The Effectiveness of Using Gamification Technology in Enhancing Student Engagement and Learning

Saturday, 21 July 2018

Auxillia E. Madhuvu, MSN
Pathmavathy Namasivayam, PhD
Michelle Hall, MHPE
Department of Nursing, Holmesglen Institute, Moorrabin, VIC, 3189, Australia

Introduction: Teaching institutes are challenged to meet the demands of the 21st century student to create learning environments that are student focused, self-directed, technology enhanced and flexible (Guy & Marquis, 2016). Furthermore, the changing needs of millennial students require educators to expand the scope of traditional face to face courses with online learning (Makarem, 2015). The student diversity requires academics to modify their teaching style to accommodate student learning style. Colleges and universities need to constantly find new ways of delivering the course to accommodate broader student demographics (Bosshardt & Chiang, 2016; Dellos, 2015).

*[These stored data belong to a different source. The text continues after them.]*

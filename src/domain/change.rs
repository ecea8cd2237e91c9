use crate::error::GitBumpError;
use serde::{Deserialize, Deserializer, Serialize, Serializer};
use std::fmt;
use std::str::FromStr;

/// Severity of a change, ordered `None < Patch < Minor < Major`
#[derive(Debug, Clone, Copy, Default, PartialEq, Eq, PartialOrd, Ord, Hash)]
pub enum ChangeType {
    /// No versioned change detected
    #[default]
    None,
    Patch,
    Minor,
    Major,
}

impl ChangeType {
    pub fn as_str(&self) -> &'static str {
        match self {
            ChangeType::None => "none",
            ChangeType::Patch => "patch",
            ChangeType::Minor => "minor",
            ChangeType::Major => "major",
        }
    }
}

impl FromStr for ChangeType {
    type Err = GitBumpError;

    /// Parse a change type, ignoring case and surrounding whitespace
    fn from_str(s: &str) -> Result<Self, Self::Err> {
        match s.trim().to_lowercase().as_str() {
            "none" => Ok(ChangeType::None),
            "patch" => Ok(ChangeType::Patch),
            "minor" => Ok(ChangeType::Minor),
            "major" => Ok(ChangeType::Major),
            other => Err(GitBumpError::config(format!(
                "unknown change type '{}', expected one of: none, patch, minor, major",
                other
            ))),
        }
    }
}

impl fmt::Display for ChangeType {
    fn fmt(&self, f: &mut fmt::Formatter<'_>) -> fmt::Result {
        f.write_str(self.as_str())
    }
}

impl Serialize for ChangeType {
    fn serialize<S: Serializer>(&self, serializer: S) -> Result<S::Ok, S::Error> {
        serializer.serialize_str(self.as_str())
    }
}

impl<'de> Deserialize<'de> for ChangeType {
    fn deserialize<D: Deserializer<'de>>(deserializer: D) -> Result<Self, D::Error> {
        let raw = String::deserialize(deserializer)?;
        raw.parse().map_err(serde::de::Error::custom)
    }
}
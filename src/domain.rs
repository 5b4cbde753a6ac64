//! Core data types shared by every stage, the artifact generator and the
//! repository.
//!
//! Sum types are used in preference to inheritance or stringly-typed tags,
//! per our usual house style: [`ClarificationOutcome`] and
//! [`QuestionKind`] are tagged unions, not base classes with optional
//! fields.

use chrono::{DateTime, Utc};
use schemars::JsonSchema;
use uuid::Uuid;

use crate::prelude::*;

/// A rejected alternative, with the reason it was rejected.
#[derive(Debug, Clone, Serialize, Deserialize, JsonSchema, PartialEq, Eq)]
pub struct RejectedOption {
    /// The name of the alternative that was considered.
    pub option: String,
    /// Why it was rejected.
    pub reason: String,
}

/// The verdict stage's structured output: a singular ruling.
#[derive(Debug, Clone, Serialize, Deserialize, JsonSchema, PartialEq, Eq)]
pub struct VerdictPayload {
    /// The single chosen course of action.
    pub ruling: String,
    /// The prose justification for the ruling.
    pub rationale: String,
    /// Alternatives considered and discarded.
    #[serde(default)]
    pub rejected: Vec<RejectedOption>,
    /// An optional ranking of alternatives, by priority.
    #[serde(default)]
    pub ranking: Option<Vec<u32>>,
}

/// A named, ordered grouping of tasks within a plan.
#[derive(Debug, Clone, Serialize, Deserialize, JsonSchema, PartialEq, Eq)]
pub struct Phase {
    /// The name of this phase.
    pub name: String,
    /// The tasks that make up this phase, in order.
    pub tasks: Vec<String>,
}

/// The execution stage's structured output.
#[derive(Debug, Clone, Serialize, Deserialize, JsonSchema, PartialEq, Eq)]
pub struct ExecutionOutput {
    /// The minimal feature set required to realize the ruling.
    pub mvp_scope: Vec<String>,
    /// 1 to 3 phases, in order.
    pub phases: Vec<Phase>,
    /// Measurable conditions indicating the plan is complete.
    pub done_criteria: Vec<String>,
}

/// An immutable decision record: one ruling, with its rejections, sharing an
/// identifier and a timestamp with its [`Plan`].
#[derive(Debug, Clone, Serialize, Deserialize, PartialEq, Eq)]
pub struct Decision {
    /// Globally unique identifier, shared with the paired [`Plan`].
    pub id: Uuid,
    /// When this decision was created, shared with the paired [`Plan`].
    pub created_at: DateTime<Utc>,
    /// The original, untouched user input.
    pub input: String,
    /// The verdict itself.
    pub verdict: VerdictPayload,
    /// Always `true`: decisions are never revisited.
    pub is_final: bool,
}

/// An executable plan, sharing an identifier and timestamp with its
/// [`Decision`].
#[derive(Debug, Clone, Serialize, Deserialize, PartialEq, Eq)]
pub struct Plan {
    /// Identifier, equal to the owning decision's `id`.
    pub id: Uuid,
    /// Foreign key back to the owning decision. Stamped by the repository at
    /// save time, not by the artifact generator.
    pub decision_id: Uuid,
    /// When this plan was created, equal to the owning decision's timestamp.
    pub created_at: DateTime<Utc>,
    /// The rendered plan document, as specified by `render_plan_document`.
    pub content: String,
}

/// The kind of answer a clarification question expects.
#[derive(Debug, Clone, Copy, Serialize, Deserialize, JsonSchema, PartialEq, Eq)]
#[serde(rename_all = "snake_case")]
pub enum QuestionKind {
    /// Free-form text.
    Text,
    /// Exactly one of a fixed set of choices.
    Choice,
    /// Any subset of a fixed set of choices.
    MultipleChoice,
}

/// A single clarification question.
#[derive(Debug, Clone, Serialize, Deserialize, JsonSchema, PartialEq, Eq)]
pub struct Question {
    /// Stable id, assigned by us if the model didn't provide one.
    pub id: String,
    /// The prompt text shown to the user.
    pub question: String,
    /// What kind of answer this question expects.
    #[serde(rename = "type")]
    pub kind: QuestionKind,
    /// Choices, required when `kind != Text`.
    #[serde(default)]
    pub options: Option<Vec<String>>,
    /// Whether an answer is required before proceeding.
    pub required: bool,
}

/// The outcome of the clarification stage: either we have enough context, or
/// we don't and need to ask the user some questions.
#[derive(Debug, Clone, Serialize, Deserialize, PartialEq, Eq)]
#[serde(tag = "status", rename_all = "snake_case")]
pub enum ClarificationOutcome {
    /// The input is specific enough; proceed straight to the verdict stage.
    NotNeeded,
    /// More context is needed before we can rule.
    Needed {
        /// Why clarification is needed.
        reason: String,
        /// The questions to ask, in order.
        questions: Vec<Question>,
    },
}

/// A single web search result.
#[derive(Debug, Clone, Serialize, Deserialize, PartialEq, Eq)]
pub struct SearchResult {
    /// The result's title.
    pub title: String,
    /// The result's URL.
    pub url: String,
    /// A short excerpt of the result's content.
    pub excerpt: String,
}

/// The results of a single web search.
#[derive(Debug, Clone, Serialize, Deserialize, PartialEq, Eq, Default)]
pub struct SearchResultSet {
    /// The query that was searched for.
    pub query: String,
    /// Results, in provider-ranked order. May be empty.
    pub results: Vec<SearchResult>,
}

impl SearchResultSet {
    /// Format this result set as a prompt fragment, per §4.2: a header
    /// naming the query, a numbered list of results, and a terminator
    /// instruction telling the model to treat the content as up to date.
    pub fn to_prompt_fragment(&self) -> String {
        let mut out = format!("Web search results for \"{}\":\n\n", self.query);
        for (i, result) in self.results.iter().enumerate() {
            out.push_str(&format!(
                "{}. {}\n   URL: {}\n   {}\n\n",
                i + 1,
                result.title,
                result.url,
                result.excerpt
            ));
        }
        out.push_str(
            "Treat the information listed above as up-to-date context. Prioritize \
             these facts over anything you might otherwise assume.\n",
        );
        out
    }
}

/// The in-memory aggregate returned by a successful orchestrator run.
#[derive(Debug, Clone)]
pub struct PipelineResult {
    /// The original input text (after enrichment with clarification
    /// answers, if any).
    pub input: String,
    /// The verdict produced by the verdict stage.
    pub verdict: VerdictPayload,
    /// The execution plan produced by the execution stage.
    pub execution: ExecutionOutput,
    /// End-to-end wall-clock duration of the pipeline run.
    pub duration: std::time::Duration,
}
//! Environment-based configuration.
//!
//! We read everything directly from `std::env`, the way the teacher's
//! `llm_client.rs` reads `OPENAI_API_BASE`/`OPENAI_API_KEY`, rather than
//! pulling in a dedicated config crate: there are few enough settings here
//! that a config crate would be more ceremony than help.

use std::time::Duration;

use crate::{llm::LlmProviderKind, prelude::*, search::SearchProviderKind};

/// Top-level service configuration, loaded once at startup.
#[derive(Debug, Clone)]
pub struct Config {
    /// Which LLM provider to use.
    pub llm_provider: LlmProviderKind,
    /// The API key for `llm_provider`.
    pub llm_api_key: String,
    /// Model override, if any.
    pub llm_model: Option<String>,
    /// Which search provider to use, if search is enabled.
    pub search_provider: Option<SearchProviderKind>,
    /// Whether web search enrichment is enabled at all.
    pub search_enabled: bool,
    /// Database connection string, e.g. `sqlite://data/verdicts.db`.
    pub database_url: String,
    /// The port to listen on.
    pub port: u16,
    /// The end-to-end pipeline deadline.
    pub pipeline_timeout: Duration,
}

impl Config {
    /// Load configuration from the process environment, after loading a
    /// `.env` file if one is present.
    pub fn from_env() -> Result<Self> {
        let llm_provider: LlmProviderKind = env_required("LLM_PROVIDER")?
            .parse()
            .context("invalid LLM_PROVIDER")?;
        let llm_api_key = env_required(&llm_provider.api_key_env_var())?;
        let llm_model = std::env::var("LLM_MODEL").ok();

        let search_enabled = env_bool("SEARCH_ENABLED", false)?;
        let search_provider = if search_enabled {
            Some(
                env_required("SEARCH_PROVIDER")?
                    .parse::<SearchProviderKind>()
                    .context("invalid SEARCH_PROVIDER")?,
            )
        } else {
            None
        };

        let database_url = env_required("DATABASE_URL")?;
        let port = env_u16("PORT", 8080)?;
        let pipeline_timeout_ms = env_u64("PIPELINE_TIMEOUT_MS", 600_000)?;

        Ok(Self {
            llm_provider,
            llm_api_key,
            llm_model,
            search_provider,
            search_enabled,
            database_url,
            port,
            pipeline_timeout: Duration::from_millis(pipeline_timeout_ms),
        })
    }
}

/// Read a required environment variable, with a descriptive error on
/// failure.
fn env_required(name: &str) -> Result<String> {
    std::env::var(name).with_context(|| format!("missing required environment variable {name}"))
}

fn env_bool(name: &str, default: bool) -> Result<bool> {
    match std::env::var(name) {
        Ok(value) => value
            .parse()
            .with_context(|| format!("{name} must be true or false")),
        Err(_) => Ok(default),
    }
}

fn env_u16(name: &str, default: u16) -> Result<u16> {
    match std::env::var(name) {
        Ok(value) => value.parse().with_context(|| format!("{name} must be a u16")),
        Err(_) => Ok(default),
    }
}

fn env_u64(name: &str, default: u64) -> Result<u64> {
    match std::env::var(name) {
        Ok(value) => value.parse().with_context(|| format!("{name} must be a u64")),
        Err(_) => Ok(default),
    }
}

#[cfg(test)]
mod tests {
    use super::*;
    use std::sync::Mutex;

    // Environment variable mutation isn't thread-safe, so serialize these
    // tests against each other.
    static ENV_LOCK: Mutex<()> = Mutex::new(());

    fn clear_env() {
        for var in [
            "LLM_PROVIDER",
            "OPENAI_API_KEY",
            "LLM_MODEL",
            "SEARCH_ENABLED",
            "SEARCH_PROVIDER",
            "DATABASE_URL",
            "PORT",
            "PIPELINE_TIMEOUT_MS",
        ] {
            std::env::remove_var(var);
        }
    }

    #[test]
    fn loads_required_fields_and_applies_defaults() {
        let _guard = ENV_LOCK.lock().unwrap();
        clear_env();
        std::env::set_var("LLM_PROVIDER", "openai");
        std::env::set_var("OPENAI_API_KEY", "sk-test");
        std::env::set_var("DATABASE_URL", "sqlite://test.db");
        let config = Config::from_env().unwrap();
        assert_eq!(config.llm_provider, LlmProviderKind::OpenAi);
        assert_eq!(config.llm_api_key, "sk-test");
        assert_eq!(config.port, 8080);
        assert!(!config.search_enabled);
        assert_eq!(config.pipeline_timeout, Duration::from_millis(600_000));
        clear_env();
    }

    #[test]
    fn missing_required_field_is_an_error() {
        let _guard = ENV_LOCK.lock().unwrap();
        clear_env();
        assert!(Config::from_env().is_err());
        clear_env();
    }
}
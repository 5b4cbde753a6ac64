//! Retry support shared by the LLM and search gateways.
//!
//! We keep the teacher's [`keen_retry`] vocabulary — a `RetryResult`
//! distinguishes a *transient* failure (worth retrying) from a *fatal* one
//! (not) — but drive the loop ourselves instead of using
//! `keen_retry`'s jittered executor, because §4.1 specifies a precise
//! backoff formula (`2^attempt` seconds) rather than a jittered range.

use std::time::Duration;

use keen_retry::RetryResult;

use crate::{
    context::{RaceOutcome, RequestContext},
    prelude::*,
};

/// Is this error transient (worth retrying) or fatal?
///
/// By default assume errors are fatal until they've been observed in the
/// wild and confirmed transient: this prevents burning through retry budget
/// on errors that will never resolve.
pub trait IsKnownTransient {
    /// Is this error likely to be transient?
    fn is_known_transient(&self) -> bool;
}

/// What happened while driving a retry loop to completion.
#[derive(Debug)]
pub enum RetryOutcome<T, E> {
    /// The operation succeeded, possibly after some retries.
    Ok(T),
    /// The operation failed fatally (not transient), or exhausted its
    /// retry budget.
    Failed(E),
    /// The context's deadline elapsed while waiting for a retry or for the
    /// operation itself.
    DeadlineExceeded,
    /// The context was cancelled while waiting for a retry or for the
    /// operation itself.
    Cancelled,
}

/// Run `attempt` up to `1 + max_retries` times, sleeping `2^attempt` seconds
/// between transient failures, honoring `ctx`'s deadline and cancellation at
/// every suspension point (including before each backoff sleep).
pub async fn with_retry<T, E, F, Fut>(
    ctx: &RequestContext,
    max_retries: u32,
    mut attempt: F,
) -> RetryOutcome<T, E>
where
    F: FnMut(u32) -> Fut,
    Fut: std::future::Future<Output = RetryResult<(), (), T, E>>,
{
    for attempt_number in 0..=max_retries {
        if ctx.is_cancelled() {
            return RetryOutcome::Cancelled;
        }
        if ctx.is_deadline_exceeded() {
            return RetryOutcome::DeadlineExceeded;
        }

        match ctx.race(attempt(attempt_number)).await {
            RaceOutcome::Cancelled => return RetryOutcome::Cancelled,
            RaceOutcome::DeadlineExceeded => return RetryOutcome::DeadlineExceeded,
            RaceOutcome::Completed(RetryResult::Ok { output, .. }) => {
                return RetryOutcome::Ok(output);
            }
            RaceOutcome::Completed(RetryResult::Fatal { error, .. }) => {
                return RetryOutcome::Failed(error);
            }
            RaceOutcome::Completed(RetryResult::Transient { error, .. }) => {
                if attempt_number == max_retries {
                    return RetryOutcome::Failed(error);
                }
                debug!(
                    attempt = attempt_number,
                    "transient failure, backing off before retrying"
                );
                let backoff = Duration::from_secs(2u64.saturating_pow(attempt_number));
                match ctx.race(tokio::time::sleep(backoff)).await {
                    RaceOutcome::Cancelled => return RetryOutcome::Cancelled,
                    RaceOutcome::DeadlineExceeded => return RetryOutcome::DeadlineExceeded,
                    RaceOutcome::Completed(()) => {}
                }
            }
        }
    }
    unreachable!("loop always returns before exhausting its range")
}

/// Build a [`RetryResult::Ok`] value with unit bookkeeping fields.
pub fn retry_ok<T, E>(output: T) -> RetryResult<(), (), T, E> {
    RetryResult::Ok {
        reported_input: (),
        output,
    }
}

/// Build a [`RetryResult::Fatal`] value with unit bookkeeping fields.
pub fn retry_fatal<T, E>(error: E) -> RetryResult<(), (), T, E> {
    RetryResult::Fatal { input: (), error }
}

/// Build a [`RetryResult::Transient`] value with unit bookkeeping fields.
pub fn retry_transient<T, E>(error: E) -> RetryResult<(), (), T, E> {
    RetryResult::Transient { input: (), error }
}

#[cfg(test)]
mod tests {
    use super::*;
    use std::sync::atomic::{AtomicU32, Ordering};

    #[tokio::test]
    async fn succeeds_immediately_without_retrying() {
        let ctx = RequestContext::with_timeout(Duration::from_secs(5));
        let calls = AtomicU32::new(0);
        let result = with_retry(&ctx, 3, |_attempt| {
            calls.fetch_add(1, Ordering::SeqCst);
            async { retry_ok::<_, ()>(7) }
        })
        .await;
        assert!(matches!(result, RetryOutcome::Ok(7)));
        assert_eq!(calls.load(Ordering::SeqCst), 1);
    }

    #[tokio::test]
    async fn retries_transient_failures_then_succeeds() {
        let ctx = RequestContext::with_timeout(Duration::from_secs(30));
        let calls = AtomicU32::new(0);
        let result = with_retry(&ctx, 3, |_attempt| {
            let n = calls.fetch_add(1, Ordering::SeqCst);
            async move {
                if n == 0 {
                    retry_transient("rate limited")
                } else {
                    retry_ok(99)
                }
            }
        })
        .await;
        assert!(matches!(result, RetryOutcome::Ok(99)));
        assert_eq!(calls.load(Ordering::SeqCst), 2);
    }

    #[tokio::test]
    async fn fatal_failures_are_not_retried() {
        let ctx = RequestContext::with_timeout(Duration::from_secs(5));
        let calls = AtomicU32::new(0);
        let result: RetryOutcome<i32, &str> = with_retry(&ctx, 3, |_attempt| {
            calls.fetch_add(1, Ordering::SeqCst);
            async { retry_fatal("nope") }
        })
        .await;
        assert!(matches!(result, RetryOutcome::Failed("nope")));
        assert_eq!(calls.load(Ordering::SeqCst), 1);
    }

    #[tokio::test]
    async fn exhausting_retry_budget_surfaces_last_transient_error() {
        let ctx = RequestContext::with_timeout(Duration::from_secs(30));
        let calls = AtomicU32::new(0);
        let result: RetryOutcome<i32, &str> = with_retry(&ctx, 1, |_attempt| {
            calls.fetch_add(1, Ordering::SeqCst);
            async { retry_transient("still failing") }
        })
        .await;
        assert!(matches!(result, RetryOutcome::Failed("still failing")));
        // max_retries = 1 means 2 total attempts.
        assert_eq!(calls.load(Ordering::SeqCst), 2);
    }

    #[tokio::test]
    async fn cancellation_before_first_attempt_is_observed() {
        let ctx = RequestContext::with_timeout(Duration::from_secs(5));
        ctx.cancellation_handle().cancel();
        let calls = AtomicU32::new(0);
        let result: RetryOutcome<i32, &str> = with_retry(&ctx, 3, |_attempt| {
            calls.fetch_add(1, Ordering::SeqCst);
            async { retry_ok(1) }
        })
        .await;
        assert!(matches!(result, RetryOutcome::Cancelled));
        assert_eq!(calls.load(Ordering::SeqCst), 0);
    }
}
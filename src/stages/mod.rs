//! The three LLM-backed stages (§4.4–4.6): clarification triage, verdict,
//! and execution planning. Each stage owns its prompt construction, its
//! permissive "raw" wire shape for parsing the model's JSON, and the
//! semantic validation that turns a raw value into a strict domain type.

pub mod clarification;
pub mod execution;
pub mod prompts;
pub mod verdict;

use crate::llm::LlmError;

/// A stage failed either because the LLM call itself failed, or because its
/// structurally-valid-JSON response failed our semantic validation.
#[derive(Debug, thiserror::Error)]
pub enum StageError {
    /// The underlying LLM call failed.
    #[error(transparent)]
    Llm(#[from] LlmError),
    /// The model's response parsed as JSON but failed validation.
    #[error("invalid stage output: {0}")]
    Invalid(String),
}
//! Provider implementations for the LLM Gateway.
//!
//! We route every recognized provider (`openai`, `anthropic`, `gemini`)
//! through a single [`genai::Client`], the way the teacher's `NativeDriver`
//! does: `genai` resolves the right adapter from the model name itself, so
//! there is one code path rather than three hand-rolled HTTP clients.

use genai::{
    Client,
    chat::{ChatMessage, ChatOptions, ChatRequest, ChatResponseFormat, JsonSpec},
};

use super::{LlmError, LlmGatewayConfig};
use crate::{context::RequestContext, prelude::*, retry::IsKnownTransient};

/// Interface trait for LLM providers (§9 design notes: sealed variants,
/// implementations differ only in request encoding/auth/response shape).
#[async_trait]
pub trait LlmProvider: Send + Sync {
    /// Run a single chat completion, returning the raw response text.
    async fn chat(
        &self,
        ctx: &RequestContext,
        model: &str,
        prompt: &str,
    ) -> Result<String, LlmError>;
}

/// Build the provider implementation for a gateway's configuration.
pub fn create_provider(_config: &LlmGatewayConfig) -> Result<Box<dyn LlmProvider>> {
    Ok(Box::new(GenAiProvider::new()))
}

/// A provider backed by the `genai` crate, covering OpenAI, Anthropic and
/// Gemini through one client.
pub struct GenAiProvider {
    client: Client,
}

impl GenAiProvider {
    /// Create a new provider. `genai` resolves API keys from the
    /// provider-specific environment variables itself (`OPENAI_API_KEY`,
    /// `ANTHROPIC_API_KEY`, `GEMINI_API_KEY`), which is exactly the set
    /// `Config::from_env` already requires the operator to set.
    pub fn new() -> Self {
        Self {
            client: Client::default(),
        }
    }
}

impl Default for GenAiProvider {
    fn default() -> Self {
        Self::new()
    }
}

#[async_trait]
impl LlmProvider for GenAiProvider {
    #[instrument(level = "debug", skip(self, ctx, prompt))]
    async fn chat(
        &self,
        ctx: &RequestContext,
        model: &str,
        prompt: &str,
    ) -> Result<String, LlmError> {
        let request = ChatRequest {
            system: None,
            messages: vec![ChatMessage::user(prompt.to_owned())],
            ..ChatRequest::default()
        };
        let options = ChatOptions {
            response_format: Some(ChatResponseFormat::JsonSpec(JsonSpec {
                name: "response".to_owned(),
                description: None,
                schema: json!({ "type": "object" }),
            })),
            ..ChatOptions::default()
        };

        let timeout = ctx.time_remaining();
        let call = self.client.exec_chat(model, request, Some(&options));
        let response = tokio::time::timeout(timeout, call)
            .await
            .map_err(|_| LlmError::DeadlineExceeded)?
            .map_err(|error| classify(&error))?;

        let content = response
            .content
            .as_ref()
            .and_then(|content| content.text_as_str())
            .ok_or(LlmError::EmptyChoices)?;
        Ok(content.to_owned())
    }
}

/// Turn a `genai` error into one of our gateway error kinds.
fn classify(error: &genai::Error) -> LlmError {
    if error.is_known_transient() {
        LlmError::Transport(error.to_string())
    } else {
        LlmError::Provider(error.to_string())
    }
}

impl IsKnownTransient for genai::Error {
    fn is_known_transient(&self) -> bool {
        use genai::Error;
        match self {
            Error::NoChatResponse { .. } | Error::InvalidJsonResponseElement { .. } => true,
            Error::WebAdapterCall { webc_error, .. } | Error::WebModelCall { webc_error, .. } => {
                webc_error.is_known_transient()
            }
            _ => false,
        }
    }
}

impl IsKnownTransient for genai::webc::Error {
    fn is_known_transient(&self) -> bool {
        use genai::webc::Error;
        match self {
            Error::ResponseFailedNotJson { .. } => true,
            Error::ResponseFailedStatus { status, .. } => status.is_known_transient(),
            Error::Reqwest(error) => error.is_known_transient(),
            _ => false,
        }
    }
}

impl IsKnownTransient for reqwest::Error {
    fn is_known_transient(&self) -> bool {
        match self.status() {
            Some(status) => status.is_known_transient(),
            // Unfortunately `reqwest` doesn't expose enough detail to be
            // certain which other kinds of errors are transient.
            None => true,
        }
    }
}

impl IsKnownTransient for reqwest::StatusCode {
    fn is_known_transient(&self) -> bool {
        let transient_failures = [
            reqwest::StatusCode::TOO_MANY_REQUESTS,
            reqwest::StatusCode::BAD_GATEWAY,
            reqwest::StatusCode::SERVICE_UNAVAILABLE,
            reqwest::StatusCode::GATEWAY_TIMEOUT,
        ];
        transient_failures.contains(self)
    }
}
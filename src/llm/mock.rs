//! An in-memory mock LLM provider, for orchestrator tests (§9 design
//! notes). Compiled in for this crate's own unit tests, and behind the
//! `test-util` feature for integration tests in `tests/` that need it
//! without network access.

use std::{collections::VecDeque, sync::Mutex};

use crate::{context::RequestContext, prelude::*};

use super::{LlmError, LlmProvider};

/// A single canned response or error.
pub enum MockResponse {
    /// Return this text.
    Text(String),
    /// Fail with this error.
    Error(LlmError),
}

/// A provider that returns a fixed queue of canned responses, one per call.
/// Once the queue is drained, it keeps returning the last entry forever, so
/// straight-line tests can queue exactly the responses they care about
/// without worrying about exhausting the queue on an unrelated later call.
pub struct MockLlmProvider {
    responses: Mutex<VecDeque<MockResponse>>,
}

impl MockLlmProvider {
    /// Build a mock that returns `responses` in order, one per call.
    pub fn new(responses: Vec<MockResponse>) -> Self {
        assert!(!responses.is_empty(), "MockLlmProvider needs at least one response");
        Self {
            responses: Mutex::new(responses.into()),
        }
    }

    /// Build a mock that always returns `text`.
    pub fn always(text: impl Into<String>) -> Self {
        Self::new(vec![MockResponse::Text(text.into())])
    }
}

#[async_trait]
impl LlmProvider for MockLlmProvider {
    async fn chat(
        &self,
        _ctx: &RequestContext,
        _model: &str,
        _prompt: &str,
    ) -> Result<String, LlmError> {
        let mut responses = self.responses.lock().unwrap();
        let next = if responses.len() > 1 {
            responses.pop_front().expect("checked non-empty above")
        } else {
            // Keep the final response around so later, unrelated calls in
            // the same test don't panic.
            match responses.front().expect("always non-empty") {
                MockResponse::Text(text) => MockResponse::Text(text.clone()),
                MockResponse::Error(error) => MockResponse::Error(clone_error(error)),
            }
        };
        match next {
            MockResponse::Text(text) => Ok(text),
            MockResponse::Error(error) => Err(error),
        }
    }
}

fn clone_error(error: &LlmError) -> LlmError {
    match error {
        LlmError::Transport(msg) => LlmError::Transport(msg.clone()),
        LlmError::RateLimited => LlmError::RateLimited,
        LlmError::DeadlineExceeded => LlmError::DeadlineExceeded,
        LlmError::Cancelled => LlmError::Cancelled,
        LlmError::Provider(msg) => LlmError::Provider(msg.clone()),
        LlmError::EmptyChoices => LlmError::EmptyChoices,
        LlmError::InvalidJson => LlmError::InvalidJson,
    }
}

#[cfg(test)]
mod tests {
    use super::*;

    #[tokio::test]
    async fn returns_queued_responses_in_order() {
        let provider = MockLlmProvider::new(vec![
            MockResponse::Error(LlmError::RateLimited),
            MockResponse::Text("ok".to_owned()),
        ]);
        let ctx = RequestContext::with_timeout(std::time::Duration::from_secs(5));
        let first = provider.chat(&ctx, "m", "p").await;
        assert!(matches!(first, Err(LlmError::RateLimited)));
        let second = provider.chat(&ctx, "m", "p").await.unwrap();
        assert_eq!(second, "ok");
        // Queue is drained to one entry; further calls keep returning it.
        let third = provider.chat(&ctx, "m", "p").await.unwrap();
        assert_eq!(third, "ok");
    }
}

Games have been found to be beneficial for academic achievement, motivation and promoting class dynamics. One of the ways of incorporating games into education is integrating them as part of a traditional classroom lecture to improve learning, motivation and engagement (Wang, 2014). The game based teaching and learning technology Kahoot was chosen for the purpose of engaging students and enhancing their learning during lectures.

Purpose: The purpose of the study was to investigate the effectiveness of game-based teaching and learning technology in student engagement and learning during lectures in Diploma of Nursing students in one organisation.

Methods: A descriptive survey design was used to collect data from Year 1 Semester 1 Diploma of Nursing students. Participants were invited to complete a survey on the use of game-based teaching and learning technology in lectures via survey monkey. A convenience sample of Year 1 Semester 1 students enrolled in both i) apply communication skills in nursing practice (HLTENN002) (198 students) and ii) implement, monitor and evaluate nursing care plans (HLTENN004) (197 students) were invited to participate in the study.

The Kahoot quizzes were implemented by the teacher at the end of lectures throughout the semester. The educator played the role of a game show host and students the competitors. At the end of the semester students were asked to complete a survey (adapted from Calma et al., 2014 and Wang, 2015) using survey monkey on student engagement and learning using Kahoot quizzes. Approval to conduct the research was obtained from Holmesglen Institute Ethics committee. Participation in the research was voluntary and participants were given the option to withdraw from the study if they wished to do so.

Descriptive statistics (percentages, median and IQR) using SPSS (V20) was used to analyse the data. Correlations were undertaken to draw conclusions about the relationships between the data. Thematic analysis was conducted for qualitative data.

Results: The response rate for HLTENN002 was 79.3% (156) and HLTENN004 was 67.0% (132). The median average age of participants was 20 years (IQR 19 - 24) at the time of participation in the study. Half of the participants 50.7% (78) were enrolled as local students and 49.4% (76) were enrolled as International students. Participants were from nineteen ethnic background, with twenty four different primary languages and less than half of the participants 42% (66) have English as their primary language. The majority of the participants 72.6% (114) had used Kahoot before the commencement of Diploma of Nursing.

A large number of participants reported that the use of Kahoot increased their learning and engagement in lectures. The majority of the participants, 88.7% (134) in HLTENN002 and 92.1% (116) in HLTENN004 reported that the use of Kahoot improved their understanding of the unit content. Most of the participants 72.4% (110) in HLTENN002 and 81.8% (103) in HLTENN004 reported that the Kahoot quizzes at the end of lectures improved their interaction with the teacher. Furthermore, majority of participants 82.3% (125) in HLTENN002 and 84.9% (107) in HLTENN004 revealed that the use of Kahoot improved their performance in both units. Participants indicated that the game-based feature in Kahoot made learning fun and was a great learning tool. Moreover participants stated that the use of Kahoot motivated them and simplified learning for them.

Conclusion: This study recognises that student participation, engagement and learning in classrooms can be challenging for educators. However, the contemporary approach of game-based teaching and learning technology was able to deliver lectures in a more creative way. The study results have implication for a wider range of courses which accommodates large numbers of students, in promoting active learning in lectures. Furthermore, the use of Kahoot in lectures had a positive impact on student engagement and learning for students from different academic and ethnic background.